**Work request**
Only an exact reprint of all the data is acceptable.

-- The input follows --

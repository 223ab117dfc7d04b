//! cache_get tool implementation.
//!
//! Looks up one stored response by cache name and request URL. The URL is
//! normalized the way intercepted requests are, so a path, a missing
//! trailing slash, or a fragment still finds the stored entry.

use qrsw_client::ServiceWorker;
use qrsw_client::fetch::resolve;
use qrsw_core::{Error, ResponsePayload};
use rmcp::{ErrorData as McpError, model::CallToolResult};
use schemars::JsonSchema;
use serde::{Deserialize, Serialize};

use super::super::json_result;
use crate::error::ToolError;

/// Parameters for the cache_get tool.
#[derive(Debug, Clone, Serialize, Deserialize, JsonSchema)]
pub struct CacheGetParams {
    /// Cache name, e.g. "qr-generator-v2.0.0-static".
    pub cache: String,

    /// Request URL, absolute or relative to the application root.
    pub url: String,

    /// Request method (default: GET).
    #[serde(default)]
    pub method: Option<String>,
}

/// Output from the cache_get tool.
#[derive(Debug, Clone, Serialize, Deserialize, JsonSchema)]
pub struct CacheGetOutput {
    pub cache: String,
    /// The normalized URL the entry was looked up under.
    pub url: String,
    pub response: ResponsePayload,
}

/// Implementation of the cache_get tool.
pub async fn get_impl(worker: &ServiceWorker, params: CacheGetParams) -> Result<CallToolResult, McpError> {
    let url = resolve(&worker.config().root, &params.url)
        .map_err(|e| ToolError::InvalidUrl(format!("{}: {e}", params.url.trim())))?;
    let method = params.method.as_deref().unwrap_or("GET").to_ascii_uppercase();

    let response = worker
        .db()
        .match_entry(&params.cache, url.as_str(), &method)
        .await?
        .ok_or_else(|| Error::CacheMiss(format!("{} {} in {}", method, url, params.cache)))?;

    json_result(&CacheGetOutput { cache: params.cache, url: url.to_string(), response })
}
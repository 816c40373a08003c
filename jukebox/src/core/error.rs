use std::error::Error;
use std::fmt;

/// Startup stage that failed. Any of these ends the process.
#[derive(Clone, Copy, Debug, Eq, PartialEq)]
pub enum InitStage {
    Config,
    Display,
    Mode,
    GpuSurface,
    RenderContext,
    Producers,
}

impl fmt::Display for InitStage {
    fn fmt(&self, f: &mut fmt::Formatter<'_>) -> fmt::Result {
        let name = match self {
            InitStage::Config => "configuration",
            InitStage::Display => "display controller",
            InitStage::Mode => "display mode",
            InitStage::GpuSurface => "GPU surface",
            InitStage::RenderContext => "render context",
            InitStage::Producers => "render producers",
        };
        write!(f, "{}", name)
    }
}

#[derive(Debug)]
pub struct InitError {
    pub stage: InitStage,
    pub message: String,
}

impl InitError {
    pub fn new(stage: InitStage, message: impl Into<String>) -> Self {
        Self {
            stage,
            message: message.into(),
        }
    }
}

impl fmt::Display for InitError {
    fn fmt(&self, f: &mut fmt::Formatter<'_>) -> fmt::Result {
        write!(f, "{} initialization failed: {}", self.stage, self.message)
    }
}

impl Error for InitError {}
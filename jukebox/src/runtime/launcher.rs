use std::process::Command;

use log::info;

use crate::config::EmulatorConfig;
use crate::playback::library::GameEntry;

/// Runs a game to completion. The display must already be released; the
/// call blocks until the external process exits.
pub trait GameLauncher {
    fn launch(&mut self, game: &GameEntry) -> Result<(), String>;
}

#[derive(Clone, Debug)]
pub struct EmulatorLauncher {
    command: String,
    args: Vec<String>,
}

impl EmulatorLauncher {
    pub fn new(config: &EmulatorConfig) -> Self {
        Self {
            command: config.command.clone(),
            args: config.args.clone(),
        }
    }

    fn build(&self, game: &GameEntry) -> Command {
        let mut command = Command::new(&self.command);
        command.args(&self.args).arg(&game.path);
        command
    }
}

impl GameLauncher for EmulatorLauncher {
    fn launch(&mut self, game: &GameEntry) -> Result<(), String> {
        if self.command.trim().is_empty() {
            return Err("no emulator command configured".to_string());
        }

        info!("starting {} for '{}'", self.command, game.name);
        let status = self
            .build(game)
            .status()
            .map_err(|err| {
                format!("failed to start {}: {}", self.command, err)
            })?;

        if status.success() {
            Ok(())
        } else {
            Err(format!("{} exited with {}", self.command, status))
        }
    }
}

#[cfg(test)]
mod tests {
    use std::path::PathBuf;

    use super::*;

    fn game() -> GameEntry {
        GameEntry {
            name: "Pong".to_string(),
            path: PathBuf::from("/roms/pong.bin"),
        }
    }

    #[test]
    fn appends_game_path_to_args() {
        let launcher = EmulatorLauncher::new(&EmulatorConfig {
            command: "emu".to_string(),
            args: vec!["--fullscreen".to_string()],
        });
        let command = launcher.build(&game());
        let args: Vec<_> = command.get_args().collect();
        assert_eq!(command.get_program(), "emu");
        assert_eq!(args, vec!["--fullscreen", "/roms/pong.bin"]);
    }

    #[test]
    fn missing_command_is_an_error() {
        let mut launcher = EmulatorLauncher::new(&EmulatorConfig::default());
        assert!(launcher.launch(&game()).is_err());
    }
}
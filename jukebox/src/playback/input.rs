#[derive(Clone, Copy, Debug, Eq, Hash, PartialEq)]
pub enum Action {
    Select,
    Next,
    Prev,
    Rotate,
    Menu,
    Quit,
    Seek,
    PlayPause,
}

impl Action {
    pub fn parse(name: &str) -> Option<Self> {
        match name.trim().to_ascii_lowercase().as_str() {
            "select" => Some(Action::Select),
            "next" => Some(Action::Next),
            "prev" => Some(Action::Prev),
            "rotate" => Some(Action::Rotate),
            "menu" => Some(Action::Menu),
            "quit" => Some(Action::Quit),
            "seek" => Some(Action::Seek),
            "play_pause" | "playpause" => Some(Action::PlayPause),
            _ => None,
        }
    }
}

#[derive(Clone, Copy, Debug, PartialEq)]
pub struct InputEvent {
    pub action: Action,
    pub pressed: bool,
    /// Rotation steps for `Rotate`, seconds for `Seek`.
    pub delta: i32,
}

impl InputEvent {
    pub fn press(action: Action) -> Self {
        Self {
            action,
            pressed: true,
            delta: 0,
        }
    }

    pub fn with_delta(action: Action, delta: i32) -> Self {
        Self {
            action,
            pressed: true,
            delta,
        }
    }
}

/// Polled once per tick; each call returns what arrived since the last one.
pub trait InputSource {
    fn poll(&mut self) -> Vec<InputEvent>;
}
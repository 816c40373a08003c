pub mod error;
pub mod logging;
pub mod util;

-- The input concluded --

**Exercise solution**
repository 223ab117dfc7d04b
//! cache_get tool implementation.
//!
//! Looks up one stored response by cache name and request URL. The URL is
//! normalized the way intercepted requests are, so a path, a missing
//! trailing slash, or a fragment still finds the stored entry.

use qrsw_client::ServiceWorker;
use qrsw_client::fetch::resolve;
use qrsw_core::{Error, ResponsePayload};
use rmcp::{ErrorData as McpError, model::CallToolResult};
use schemars::JsonSchema;
use serde::{Deserialize, Serialize};

use super::super::json_result;
use crate::error::ToolError;

/// Parameters for the cache_get tool.
#[derive(Debug, Clone, Serialize, Deserialize, JsonSchema)]
pub struct CacheGetParams {
    /// Cache name, e.g. "qr-generator-v2.0.0-static".
    pub cache: String,

    /// Request URL, absolute or relative to the application root.
    pub url: String,

    /// Request method (default: GET).
    #[serde(default)]
    pub method: Option<String>,
}

/// Output from the cache_get tool.
#[derive(Debug, Clone, Serialize, Deserialize, JsonSchema)]
pub struct CacheGetOutput {
    pub cache: String,
    /// The normalized URL the entry was looked up under.
    pub url: String,
    pub response: ResponsePayload,
}

/// Implementation of the cache_get tool.
pub async fn get_impl(worker: &ServiceWorker, params: CacheGetParams) -> Result<CallToolResult, McpError> {
    let url = resolve(&worker.config().root, &params.url)
        .map_err(|e| ToolError::InvalidUrl(format!("{}: {e}", params.url.trim())))?;
    let method = params.method.as_deref().unwrap_or("GET").to_ascii_uppercase();

    let response = worker
        .db()
        .match_entry(&params.cache, url.as_str(), &method)
        .await?
        .ok_or_else(|| Error::CacheMiss(format!("{} {} in {}", method, url, params.cache)))?;

    json_result(&CacheGetOutput { cache: params.cache, url: url.to_string(), response })
}
repository 816c40373a08003c
filename jukebox/src/core/error.rs
use std::error::Error;
use std::fmt;

/// Startup stage that failed. Any of these ends the process.
#[derive(Clone, Copy, Debug, Eq, PartialEq)]
pub enum InitStage {
    Config,
    Display,
    Mode,
    GpuSurface,
    RenderContext,
    Producers,
}

impl fmt::Display for InitStage {
    fn fmt(&self, f: &mut fmt::Formatter<'_>) -> fmt::Result {
        let name = match self {
            InitStage::Config => "configuration",
            InitStage::Display => "display controller",
            InitStage::Mode => "display mode",
            InitStage::GpuSurface => "GPU surface",
            InitStage::RenderContext => "render context",
            InitStage::Producers => "render producers",
        };
        write!(f, "{}", name)
    }
}

#[derive(Debug)]
pub struct InitError {
    pub stage: InitStage,
    pub message: String,
}

impl InitError {
    pub fn new(stage: InitStage, message: impl Into<String>) -> Self {
        Self {
            stage,
            message: message.into(),
        }
    }
}

impl fmt::Display for InitError {
    fn fmt(&self, f: &mut fmt::Formatter<'_>) -> fmt::Result {
        write!(f, "{} initialization failed: {}", self.stage, self.message)
    }
}

impl Error for InitError {}
filename jukebox/src/runtime/launcher.rs
use std::process::Command;

use log::info;

use crate::config::EmulatorConfig;
use crate::playback::library::GameEntry;

/// Runs a game to completion. The display must already be released; the
/// call blocks until the external process exits.
pub trait GameLauncher {
    fn launch(&mut self, game: &GameEntry) -> Result<(), String>;
}

#[derive(Clone, Debug)]
pub struct EmulatorLauncher {
    command: String,
    args: Vec<String>,
}

impl EmulatorLauncher {
    pub fn new(config: &EmulatorConfig) -> Self {
        Self {
            command: config.command.clone(),
            args: config.args.clone(),
        }
    }

    fn build(&self, game: &GameEntry) -> Command {
        let mut command = Command::new(&self.command);
        command.args(&self.args).arg(&game.path);
        command
    }
}

impl GameLauncher for EmulatorLauncher {
    fn launch(&mut self, game: &GameEntry) -> Result<(), String> {
        if self.command.trim().is_empty() {
            return Err("no emulator command configured".to_string());
        }

        info!("starting {} for '{}'", self.command, game.name);
        let status = self
            .build(game)
            .status()
            .map_err(|err| {
                format!("failed to start {}: {}", self.command, err)
            })?;

        if status.success() {
            Ok(())
        } else {
            Err(format!("{} exited with {}", self.command, status))
        }
    }
}

#[cfg(test)]
mod tests {
    use std::path::PathBuf;

    use super::*;

    fn game() -> GameEntry {
        GameEntry {
            name: "Pong".to_string(),
            path: PathBuf::from("/roms/pong.bin"),
        }
    }

    #[test]
    fn appends_game_path_to_args() {
        let launcher = EmulatorLauncher::new(&EmulatorConfig {
            command: "emu".to_string(),
            args: vec!["--fullscreen".to_string()],
        });
        let command = launcher.build(&game());
        let args: Vec<_> = command.get_args().collect();
        assert_eq!(command.get_program(), "emu");
        assert_eq!(args, vec!["--fullscreen", "/roms/pong.bin"]);
    }

    #[test]
    fn missing_command_is_an_error() {
        let mut launcher = EmulatorLauncher::new(&EmulatorConfig::default());
        assert!(launcher.launch(&game()).is_err());
    }
}
filename jukebox/src/playback/input.rs
#[derive(Clone, Copy, Debug, Eq, Hash, PartialEq)]
pub enum Action {
    Select,
    Next,
    Prev,
    Rotate,
    Menu,
    Quit,
    Seek,
    PlayPause,
}

impl Action {
    pub fn parse(name: &str) -> Option<Self> {
        match name.trim().to_ascii_lowercase().as_str() {
            "select" => Some(Action::Select),
            "next" => Some(Action::Next),
            "prev" => Some(Action::Prev),
            "rotate" => Some(Action::Rotate),
            "menu" => Some(Action::Menu),
            "quit" => Some(Action::Quit),
            "seek" => Some(Action::Seek),
            "play_pause" | "playpause" => Some(Action::PlayPause),
            _ => None,
        }
    }
}

#[derive(Clone, Copy, Debug, PartialEq)]
pub struct InputEvent {
    pub action: Action,
    pub pressed: bool,
    /// Rotation steps for `Rotate`, seconds for `Seek`.
    pub delta: i32,
}

impl InputEvent {
    pub fn press(action: Action) -> Self {
        Self {
            action,
            pressed: true,
            delta: 0,
        }
    }

    pub fn with_delta(action: Action, delta: i32) -> Self {
        Self {
            action,
            pressed: true,
            delta,
        }
    }
}

/// Polled once per tick; each call returns what arrived since the last one.
pub trait InputSource {
    fn poll(&mut self) -> Vec<InputEvent>;
}
repository 816c40373a08003c
pub mod error;
pub mod logging;
pub mod util;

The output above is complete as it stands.